Appearances of a developmental venous anomaly are generally characteristic. In cases confounded by intracranial haemorrhage, special attention should be paid to an accompanying pathology such as cavernoma or associated arteriovenous malformation [3,7].

DVAs are most often encountered incidentally in brain scans when there is a nearby pathology, such as a cavernous malformation (which may result in a haemorrhage) [10], or a thrombosis obstructing normal flow in the venous drainage system [4].

DVAs generally tend to follow a benign course unless occurring with an adjacent pathology, except in very rare circumstances where patients may present with symptoms such as headache, dizziness or epilepsy [11,12]. They may also present with a neurological deficit due to ICH. One study of 63 patients, of which 2 had an ICH attributed to a DVA, demonstrated an annual haemorrhage risk of 0.15% per DVA [11]. Whereas, another study of 100 patients demonstrated bleeding due to a DVA in one patient – resulting in an annual haemorrhage risk of 0.22% per year [10].

Cerebellar DVAs have rarely been reported to be associated with haemorrhage [[13], [14], [15], [16], [17], [18], [19], [20], [21]]. In one study, of 32 patients with cerebellar DVAs, none resulted in intracranial haemorrhage [20]. Whereas, another study demonstrated that of the 10 patients, with a DVA induced ICH (out of 52 patients), 6 occurred in the cerebellum [21]. Interestingly, in the latter study the authors postulated that ICH caused by a DVA alone may result in smaller ICH and less severe symptoms compared to ICH associated with cavernomas. However, sample size was small.

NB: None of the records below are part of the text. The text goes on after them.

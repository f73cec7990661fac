use thiserror::Error;

/// Request-level failures of the evaluation engine.
///
/// Per-run failures (compile errors, crashes, limit breaches) are not errors:
/// they are carried as a [`Verdict`](crate::types::Verdict) on the outcome.
#[derive(Debug, Error)]
pub enum EngineError {
    #[error("unsupported language: {0}")]
    UnsupportedLanguage(String),

    #[error("challenge not found: {0}")]
    ChallengeNotFound(String),

    #[error("sandbox fault: {0}")]
    SandboxFault(String),

    #[error("{what} exceeds maximum size of {limit} bytes")]
    SubmissionTooLarge { what: &'static str, limit: usize },

    #[error("evaluation exceeded its deadline of {0}ms")]
    DeadlineExceeded(u64),

    #[error("challenge store error: {0}")]
    Store(String),

    #[error("configuration error: {0}")]
    Config(String),
}

impl EngineError {
    /// Stable identifier used in logs, metrics and error bodies
    pub fn kind(&self) -> &'static str {
        match self {
            EngineError::UnsupportedLanguage(_) => "unsupported_language",
            EngineError::ChallengeNotFound(_) => "challenge_not_found",
            EngineError::SandboxFault(_) => "sandbox_fault",
            EngineError::SubmissionTooLarge { .. } => "submission_too_large",
            EngineError::DeadlineExceeded(_) => "deadline_exceeded",
            EngineError::Store(_) => "store_error",
            EngineError::Config(_) => "config_error",
        }
    }
}

impl From<redis::RedisError> for EngineError {
    fn from(err: redis::RedisError) -> Self {
        EngineError::Store(err.to_string())
    }
}

pub type EngineResult<T> = Result<T, EngineError>;

#[cfg(test)]
mod tests {
    use super::*;

    #[test]
    fn test_error_kinds_are_stable() {
        assert_eq!(EngineError::UnsupportedLanguage("cobol".into()).kind(), "unsupported_language");
        assert_eq!(EngineError::ChallengeNotFound("x".into()).kind(), "challenge_not_found");
        assert_eq!(EngineError::DeadlineExceeded(10).kind(), "deadline_exceeded");
    }

    #[test]
    fn test_too_large_message() {
        let err = EngineError::SubmissionTooLarge { what: "source code", limit: 1024 };
        assert_eq!(err.to_string(), "source code exceeds maximum size of 1024 bytes");
    }
}
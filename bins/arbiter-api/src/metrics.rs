// Prometheus metrics exposed on GET /metrics

use arbiter_common::types::Verdict;
use lazy_static::lazy_static;
use prometheus::{
    register_histogram_vec, register_int_counter_vec, Encoder, HistogramVec, IntCounterVec,
    TextEncoder,
};

lazy_static! {
    pub static ref EVALUATIONS_TOTAL: IntCounterVec = register_int_counter_vec!(
        "arbiter_evaluations_total",
        "Evaluation requests by action and outcome",
        &["action", "outcome"]
    )
    .expect("metric can be registered");
    pub static ref SANDBOX_RUNS_TOTAL: IntCounterVec = register_int_counter_vec!(
        "arbiter_sandbox_runs_total",
        "Program executions by verdict",
        &["verdict"]
    )
    .expect("metric can be registered");
    pub static ref EVALUATION_DURATION_SECONDS: HistogramVec = register_histogram_vec!(
        "arbiter_evaluation_duration_seconds",
        "Wall time of evaluation requests",
        &["action"],
        vec![0.05, 0.1, 0.25, 0.5, 1.0, 2.5, 5.0, 10.0, 30.0, 60.0]
    )
    .expect("metric can be registered");
}

pub fn record_evaluation(action: &str, outcome: &str, seconds: f64) {
    EVALUATIONS_TOTAL.with_label_values(&[action, outcome]).inc();
    EVALUATION_DURATION_SECONDS
        .with_label_values(&[action])
        .observe(seconds);
}

pub fn record_verdict(verdict: Verdict) {
    SANDBOX_RUNS_TOTAL
        .with_label_values(&[verdict.as_str()])
        .inc();
}

/// Render every registered metric in the text exposition format
pub fn render() -> String {
    let encoder = TextEncoder::new();
    let mut buffer = Vec::new();
    if let Err(e) = encoder.encode(&prometheus::gather(), &mut buffer) {
        tracing::error!(error = %e, "Failed to encode metrics");
    }
    String::from_utf8_lossy(&buffer).into_owned()
}

#[cfg(test)]
mod tests {
    use super::*;

    #[test]
    fn test_render_includes_recorded_series() {
        record_evaluation("visible", "ok", 0.2);
        record_verdict(Verdict::TimeLimitExceeded);

        let text = render();
        assert!(text.contains("arbiter_evaluations_total"));
        assert!(text.contains("verdict=\"time_limit_exceeded\""));
        assert!(text.contains("arbiter_evaluation_duration_seconds_bucket"));
    }
}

In this case the radiological findings clearly identified the characteristic appearance of a DVA, later also demonstrating evidence of a co-existing cavernoma. The presence of a cerebellar DVA with haemorrhage from an associated cavernoma is a rarely reported entity and maybe of interest to the reader.

Patient consent

Written informed consent was obtained from the patient for publication of this case report, including accompanying images.